|TRENTON – Attorney General Jeffrey S. Chiesa announced today that New Jersey will receive approximately $2.54 million as a result of its participation in a multi-state settlement with GlaxoSmithKline (GSK) that resolves allegations the company misrepresented the cardiovascular safety of its diabetes drug Avandia.
Under terms of the settlement, GSK has agreed to pay a total of $90 million to 38 states, including New Jersey, to resolve allegations it violated consumer protection laws by misrepresenting both the risk of heart attack associated with Avandia, as well as the safety of using Avandia alone, and in conjunction with other diabetes drugs.
In addition to the monetary terms, the settlement includes a number of conditions designed to prevent future misleading or deceptive communications related to Avandia, as well as any other GSK products marketed for glycemic control for patients with Type 2 diabetes.
“This settlement is important to protecting New Jersey consumers because it calls for the use of only clear, objective, scientifically-supported information in the promotion of GlaxoSmithKline’s Type 2 diabetes products,” said Attorney General Chiesa. “In addition, the settlement contains certain accountability and transparency provisions that will ensure that health care providers have timely access to the results of observational studies and clinical trials focused on these drugs.”
A Consent Judgment memorializing the settlement was filed today in New Jersey Superior Court.
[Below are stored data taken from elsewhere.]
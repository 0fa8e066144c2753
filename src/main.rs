use api_youtubers::api::create_api_router;
use api_youtubers::config::Config;
use api_youtubers::db::{create_schema, init_db};
use api_youtubers::InnerState;

use std::error::Error;
use tower_http::cors::CorsLayer;
use tower_http::trace::TraceLayer;
use tracing_subscriber::layer::SubscriberExt;
use tracing_subscriber::util::SubscriberInitExt;

#[tokio::main]
async fn main() -> Result<(), Box<dyn Error>> {
    dotenv::dotenv().ok();

    tracing_subscriber::registry()
        .with(
            tracing_subscriber::EnvFilter::try_from_default_env()
                .unwrap_or_else(|_| "api_youtubers=debug".into()),
        )
        .with(tracing_subscriber::fmt::layer())
        .init();

    let config = Config::from_env()?;

    let db = init_db(&config.database_url).await?;
    // The bulk loader owns schema rebuilds; the server only makes sure the
    // tables exist so a fresh database still serves requests.
    create_schema(&db).await?;

    let app_state = InnerState { db };

    let app = create_api_router(app_state)
        .layer(CorsLayer::permissive())
        .layer(TraceLayer::new_for_http());

    let listener = tokio::net::TcpListener::bind(("0.0.0.0", config.port))
        .await
        .expect("Could not initialize TcpListener");

    tracing::debug!(
        "listening on {}",
        listener
            .local_addr()
            .expect("Could not convert listener address to local address")
    );

    axum::serve(listener, app)
        .await
        .expect("Could not successfully connect");

    Ok(())
}
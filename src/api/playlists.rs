use axum::extract::{Path, State};
use axum::http::StatusCode;
use axum::Json;
use serde::{Deserialize, Serialize};
use sqlx::{FromRow, SqlitePool};

use crate::api::videos::Video;
use crate::api::{timeout_query, ApiResponse};
use crate::errors::AppError;
use crate::InnerState;

/// Playlist ids are assigned by the store, unlike the other entities.
#[derive(Debug, Serialize, Deserialize, FromRow, Clone)]
pub struct Playlist {
    pub id: i64,
    pub title: String,
}

#[derive(Debug, Deserialize)]
pub struct CreatePlaylistRequest {
    pub title: String,
}

#[derive(Debug, Deserialize)]
pub struct UpdatePlaylistRequest {
    pub title: String,
}

#[derive(Debug, Deserialize)]
pub struct AddVideoRequest {
    pub video_id: i64,
}

async fn fetch_playlist(
    db: &SqlitePool,
    playlist_id: i64,
    timeout: tokio::time::Duration,
) -> Result<Playlist, AppError> {
    timeout_query(
        timeout,
        sqlx::query_as::<_, Playlist>("SELECT id, title FROM playlists WHERE id = ?")
            .bind(playlist_id)
            .fetch_optional(db),
    )
    .await?
    .ok_or_else(|| AppError::NotFound(format!("Playlist '{}' not found", playlist_id)))
}

#[tracing::instrument(name = "Get all playlists", skip(inner))]
pub async fn all_playlists(
    State(inner): State<InnerState>,
) -> Result<Json<ApiResponse<Vec<Playlist>>>, AppError> {
    let InnerState { db } = inner;
    let fetch_timeout = tokio::time::Duration::from_millis(10000);

    let playlists = timeout_query(
        fetch_timeout,
        sqlx::query_as::<_, Playlist>("SELECT id, title FROM playlists ORDER BY id")
            .fetch_all(&db),
    )
    .await?;

    Ok(Json(ApiResponse::success(
        "Playlists fetched successfully",
        playlists,
    )))
}

#[tracing::instrument(name = "Get playlist by ID", skip(inner))]
pub async fn get_playlist(
    State(inner): State<InnerState>,
    Path(playlist_id): Path<i64>,
) -> Result<Json<ApiResponse<Playlist>>, AppError> {
    let InnerState { db } = inner;
    let fetch_timeout = tokio::time::Duration::from_millis(10000);

    let playlist = fetch_playlist(&db, playlist_id, fetch_timeout).await?;

    Ok(Json(ApiResponse::success(
        "Playlist fetched successfully",
        playlist,
    )))
}

#[tracing::instrument(name = "Create new playlist", skip(inner, payload))]
pub async fn create_playlist(
    State(inner): State<InnerState>,
    Json(payload): Json<CreatePlaylistRequest>,
) -> Result<(StatusCode, Json<ApiResponse<Playlist>>), AppError> {
    tracing::info!("Creating playlist with title: {}", payload.title);

    let InnerState { db } = inner;
    let create_timeout = tokio::time::Duration::from_millis(10000);

    let playlist = timeout_query(
        create_timeout,
        sqlx::query_as::<_, Playlist>(
            "INSERT INTO playlists (title) VALUES (?) RETURNING id, title",
        )
        .bind(&payload.title)
        .fetch_one(&db),
    )
    .await?;

    Ok((
        StatusCode::CREATED,
        Json(ApiResponse::success("Playlist created successfully", playlist)),
    ))
}

#[tracing::instrument(name = "Update existing playlist", skip(inner, payload))]
pub async fn update_playlist(
    State(inner): State<InnerState>,
    Path(playlist_id): Path<i64>,
    Json(payload): Json<UpdatePlaylistRequest>,
) -> Result<Json<ApiResponse<Playlist>>, AppError> {
    let InnerState { db } = inner;
    let update_timeout = tokio::time::Duration::from_millis(10000);

    let playlist = timeout_query(
        update_timeout,
        sqlx::query_as::<_, Playlist>(
            "UPDATE playlists SET title = ? WHERE id = ? RETURNING id, title",
        )
        .bind(&payload.title)
        .bind(playlist_id)
        .fetch_optional(&db),
    )
    .await?
    .ok_or_else(|| AppError::NotFound(format!("Playlist '{}' not found", playlist_id)))?;

    Ok(Json(ApiResponse::success(
        "Playlist updated successfully",
        playlist,
    )))
}

#[tracing::instrument(name = "Delete playlist", skip(inner))]
pub async fn delete_playlist(
    State(inner): State<InnerState>,
    Path(playlist_id): Path<i64>,
) -> Result<Json<ApiResponse<()>>, AppError> {
    let InnerState { db } = inner;
    let delete_timeout = tokio::time::Duration::from_millis(10000);

    // Join rows go with the playlist (ON DELETE CASCADE).
    let result = timeout_query(
        delete_timeout,
        sqlx::query("DELETE FROM playlists WHERE id = ?")
            .bind(playlist_id)
            .execute(&db),
    )
    .await?;

    if result.rows_affected() == 0 {
        return Err(AppError::NotFound(format!(
            "Playlist '{}' not found",
            playlist_id
        )));
    }

    tracing::info!("Deleted playlist {}", playlist_id);
    Ok(Json(ApiResponse::message("Playlist deleted successfully")))
}

#[tracing::instrument(name = "Add video to playlist", skip(inner, payload))]
pub async fn add_video_to_playlist(
    State(inner): State<InnerState>,
    Path(playlist_id): Path<i64>,
    Json(payload): Json<AddVideoRequest>,
) -> Result<(StatusCode, Json<ApiResponse<()>>), AppError> {
    let InnerState { db } = inner;
    let link_timeout = tokio::time::Duration::from_millis(10000);

    fetch_playlist(&db, playlist_id, link_timeout).await?;

    let video_exists = timeout_query(
        link_timeout,
        sqlx::query_scalar::<_, i64>("SELECT id FROM videos WHERE id = ?")
            .bind(payload.video_id)
            .fetch_optional(&db),
    )
    .await?;

    if video_exists.is_none() {
        return Err(AppError::NotFound(format!(
            "Video '{}' not found",
            payload.video_id
        )));
    }

    let already_linked = timeout_query(
        link_timeout,
        sqlx::query_scalar::<_, i64>(
            "SELECT video_id FROM video_playlists WHERE playlist_id = ? AND video_id = ?",
        )
        .bind(playlist_id)
        .bind(payload.video_id)
        .fetch_optional(&db),
    )
    .await?;

    if already_linked.is_some() {
        return Err(AppError::Conflict(format!(
            "Video '{}' is already in playlist '{}'",
            payload.video_id, playlist_id
        )));
    }

    timeout_query(
        link_timeout,
        sqlx::query("INSERT INTO video_playlists (video_id, playlist_id) VALUES (?, ?)")
            .bind(payload.video_id)
            .bind(playlist_id)
            .execute(&db),
    )
    .await?;

    tracing::info!("Added video {} to playlist {}", payload.video_id, playlist_id);
    Ok((
        StatusCode::CREATED,
        Json(ApiResponse::message("Video added to playlist successfully")),
    ))
}

#[tracing::instrument(name = "Get videos of playlist", skip(inner))]
pub async fn videos_of_playlist(
    State(inner): State<InnerState>,
    Path(playlist_id): Path<i64>,
) -> Result<Json<ApiResponse<Vec<Video>>>, AppError> {
    let InnerState { db } = inner;
    let fetch_timeout = tokio::time::Duration::from_millis(10000);

    fetch_playlist(&db, playlist_id, fetch_timeout).await?;

    let videos = timeout_query(
        fetch_timeout,
        sqlx::query_as::<_, Video>(
            r#"SELECT v.id, v.youtuber_id, v.title, v.description, v.video_url,
                      v.publication_date, v.views, v.likes
               FROM videos v
               INNER JOIN video_playlists vp ON vp.video_id = v.id
               WHERE vp.playlist_id = ?
               ORDER BY v.id"#,
        )
        .bind(playlist_id)
        .fetch_all(&db),
    )
    .await?;

    Ok(Json(ApiResponse::success(
        "Playlist videos fetched successfully",
        videos,
    )))
}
The Consent Judgment provides that GSK:
The settlement requires that GSK post summaries of all GSK-sponsored observational studies or meta-analyses conducted by the company that are designed to inform the effective, safe, and/or appropriate use of any GSK diabetes product.
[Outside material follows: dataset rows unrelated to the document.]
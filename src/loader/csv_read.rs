use std::path::Path;

use csv::{ReaderBuilder, Trim};
use serde::de::DeserializeOwned;

use crate::errors::AppError;

/// Reads a headered CSV file into typed records.
///
/// A row that fails to deserialize is logged as a warning and skipped; the
/// remaining rows still load. Failing to open or read the file itself is an
/// error, which aborts the caller's load run.
pub fn read_csv<T>(path: &Path) -> Result<Vec<T>, AppError>
where
    T: DeserializeOwned,
{
    let mut reader = ReaderBuilder::new()
        .trim(Trim::All)
        .from_path(path)?;

    let mut records = Vec::new();
    for (index, row) in reader.deserialize::<T>().enumerate() {
        match row {
            Ok(record) => records.push(record),
            Err(e) => {
                // Header occupies line 1, so data rows start at line 2.
                tracing::warn!(
                    file = %path.display(),
                    line = index + 2,
                    "Skipping malformed row: {}",
                    e
                );
            }
        }
    }

    Ok(records)
}
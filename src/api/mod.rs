//! HTTP API modules, one per catalog resource.

pub mod categories;
pub mod playlists;
pub mod videos;
pub mod youtubers;

use axum::routing::{delete, get, post, put};
use axum::Router;
use serde::{Deserialize, Serialize};

use crate::errors::AppError;
use crate::system::health_check::health_check;
use crate::InnerState;

/// Standard API response wrapper: `ok` plus a human-readable `missatge`, with
/// the payload under `resultat` when there is one. Error responses use the
/// same envelope with `ok: false` (see `AppError::into_response`).
#[derive(Debug, Serialize, Deserialize)]
pub struct ApiResponse<T> {
    pub ok: bool,
    pub missatge: String,
    #[serde(skip_serializing_if = "Option::is_none")]
    pub resultat: Option<T>,
}

impl<T> ApiResponse<T> {
    pub fn success(missatge: impl Into<String>, resultat: T) -> Self {
        Self {
            ok: true,
            missatge: missatge.into(),
            resultat: Some(resultat),
        }
    }
}

impl ApiResponse<()> {
    pub fn message(missatge: impl Into<String>) -> Self {
        Self {
            ok: true,
            missatge: missatge.into(),
            resultat: None,
        }
    }
}

pub async fn timeout_query<T, F>(duration: std::time::Duration, fut: F) -> Result<T, AppError>
where
    F: std::future::Future<Output = Result<T, sqlx::Error>>,
{
    match tokio::time::timeout(duration, fut).await {
        Ok(Ok(res)) => Ok(res),
        Ok(Err(e)) => Err(AppError::from(e)),
        Err(_) => Err(AppError::Database(anyhow::anyhow!(
            "Query timeout after {:?}",
            duration
        ))),
    }
}

/// Creates the API router with every resource route
#[tracing::instrument(name = "create_api_router", skip(state))]
pub fn create_api_router(state: InnerState) -> Router {
    tracing::info!("Creating API router");

    Router::new()
        .route("/health", get(health_check))

        .route("/youtubers", get(youtubers::all_youtubers))
        .route("/youtubers", post(youtubers::create_youtuber))
        .route("/youtubers/:id", get(youtubers::get_youtuber))
        .route("/youtubers/:id", put(youtubers::update_youtuber))
        .route("/youtubers/:id", delete(youtubers::delete_youtuber))
        .route("/youtubers/:id/videos", get(youtubers::videos_of_youtuber))
        .route("/youtubers/:id/perfil", get(youtubers::profile_of_youtuber))

        .route("/videos", get(videos::all_videos))
        .route("/videos", post(videos::create_video))
        .route("/videos/:id", get(videos::get_video))
        .route("/videos/:id", put(videos::update_video))
        .route("/videos/:id", delete(videos::delete_video))

        .route("/categories", get(categories::all_categories))
        .route("/categories", post(categories::create_category))
        .route("/categories/:id", get(categories::get_category))
        .route("/categories/:id", put(categories::update_category))
        .route("/categories/:id", delete(categories::delete_category))

        .route("/llistes", get(playlists::all_playlists))
        .route("/llistes", post(playlists::create_playlist))
        .route("/llistes/:id", get(playlists::get_playlist))
        .route("/llistes/:id", put(playlists::update_playlist))
        .route("/llistes/:id", delete(playlists::delete_playlist))
        .route("/llistes/:id/afegir-video", post(playlists::add_video_to_playlist))
        .route("/llistes/:id/videos", get(playlists::videos_of_playlist))

        .with_state(state)
}

#[cfg(test)]
mod tests {
    use super::*;
    use crate::db::create_schema;
    use axum::body::Body;
    use axum::http::{Request, StatusCode};
    use sqlx::sqlite::{SqliteConnectOptions, SqlitePoolOptions};
    use std::str::FromStr;
    use tower::ServiceExt;

    async fn setup_router() -> Router {
        let options = SqliteConnectOptions::from_str("sqlite::memory:")
            .expect("Failed to parse connection string")
            .foreign_keys(true);

        let db = SqlitePoolOptions::new()
            .max_connections(1)
            .connect_with(options)
            .await
            .expect("Failed to open in-memory database");

        create_schema(&db).await.expect("Failed to create schema");

        sqlx::query("INSERT INTO playlists (title) VALUES ('Aprendre Rust')")
            .execute(&db)
            .await
            .unwrap();

        create_api_router(InnerState { db })
    }

    async fn body_json(response: axum::response::Response) -> serde_json::Value {
        let bytes = axum::body::to_bytes(response.into_body(), usize::MAX)
            .await
            .expect("Failed to read body");
        serde_json::from_slice(&bytes).expect("Body was not JSON")
    }

    #[tokio::test]
    async fn health_endpoint_responds_ok() {
        let app = setup_router().await;

        let response = app
            .oneshot(Request::builder().uri("/health").body(Body::empty()).unwrap())
            .await
            .unwrap();

        assert_eq!(response.status(), StatusCode::OK);
    }

    #[tokio::test]
    async fn unknown_playlist_returns_404_envelope() {
        let app = setup_router().await;

        let response = app
            .oneshot(
                Request::builder()
                    .uri("/llistes/999")
                    .body(Body::empty())
                    .unwrap(),
            )
            .await
            .unwrap();

        assert_eq!(response.status(), StatusCode::NOT_FOUND);
        let json = body_json(response).await;
        assert_eq!(json["ok"], serde_json::json!(false));
        assert!(json["missatge"].as_str().unwrap().contains("999"));
    }

    #[tokio::test]
    async fn adding_unknown_video_returns_404() {
        let app = setup_router().await;

        let response = app
            .oneshot(
                Request::builder()
                    .method("POST")
                    .uri("/llistes/1/afegir-video")
                    .header("content-type", "application/json")
                    .body(Body::from(r#"{"video_id": 999}"#))
                    .unwrap(),
            )
            .await
            .unwrap();

        assert_eq!(response.status(), StatusCode::NOT_FOUND);
        let json = body_json(response).await;
        assert_eq!(json["ok"], serde_json::json!(false));
    }

    #[tokio::test]
    async fn listing_playlists_wraps_result_in_envelope() {
        let app = setup_router().await;

        let response = app
            .oneshot(Request::builder().uri("/llistes").body(Body::empty()).unwrap())
            .await
            .unwrap();

        assert_eq!(response.status(), StatusCode::OK);
        let json = body_json(response).await;
        assert_eq!(json["ok"], serde_json::json!(true));
        assert_eq!(json["resultat"].as_array().unwrap().len(), 1);
    }
}
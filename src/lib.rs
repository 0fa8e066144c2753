pub mod api;
pub mod config;
pub mod db;
pub mod errors;
pub mod loader;
pub mod system;

use sqlx::SqlitePool;

#[derive(Clone)]
pub struct InnerState {
    pub db: SqlitePool,
}
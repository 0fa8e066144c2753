use std::path::PathBuf;

use anyhow::Context;

/// Runtime configuration, read from the environment (a `.env` file is picked
/// up by `dotenv` in the binaries before this runs).
#[derive(Debug, Clone)]
pub struct Config {
    pub database_url: String,
    pub data_dir: PathBuf,
    pub port: u16,
}

impl Config {
    pub fn from_env() -> Result<Config, anyhow::Error> {
        let database_url = std::env::var("DATABASE_URL")
            .unwrap_or_else(|_| "sqlite://data/youtubers.db".to_string());

        let data_dir = std::env::var("DATA_DIR_PATH")
            .unwrap_or_else(|_| "data".to_string())
            .into();

        let port = match std::env::var("PORT") {
            Ok(port) => port
                .parse::<u16>()
                .with_context(|| format!("Invalid PORT value: {}", port))?,
            Err(_) => 3000,
        };

        Ok(Config {
            database_url,
            data_dir,
            port,
        })
    }
}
It also requires that summaries of all GSK–sponsored clinical trials of diabetes products must be posted within eight months of the trial’s primary completion date.
Under the settlement, GSK must also register and post all GSK-sponsored clinical trials as required by Public Law No. 110-85, and must comply with the ICMJE Uniform Requirements for Manuscripts submitted to Biomedical Journals.
Deputy Attorney General Alina Wells, assigned to the Division of Law’s Consumer Fraud Prosecution Section, handled the Avandia matter on behalf of the State.
The Avandia investigation was led by the Attorneys General of Oregon and Illinois, with an Executive Committee consisting of the Attorneys General of Arizona, Florida, Maryland, Pennsylvania, Tennessee, and Texas. Along with New Jersey, other participants in the settlement include: Alabama, Alaska, Arkansas, California, Colorado, Connecticut, Delaware, the District of Columbia, Hawaii, Idaho, Iowa, Kansas, Maine, Massachusetts, Michigan, Minnesota, Missouri, Montana, Nebraska, Nevada, North Carolina, North Dakota, Ohio, Oklahoma, Rhode Island, South Dakota, Vermont, Washington, and Wisconsin.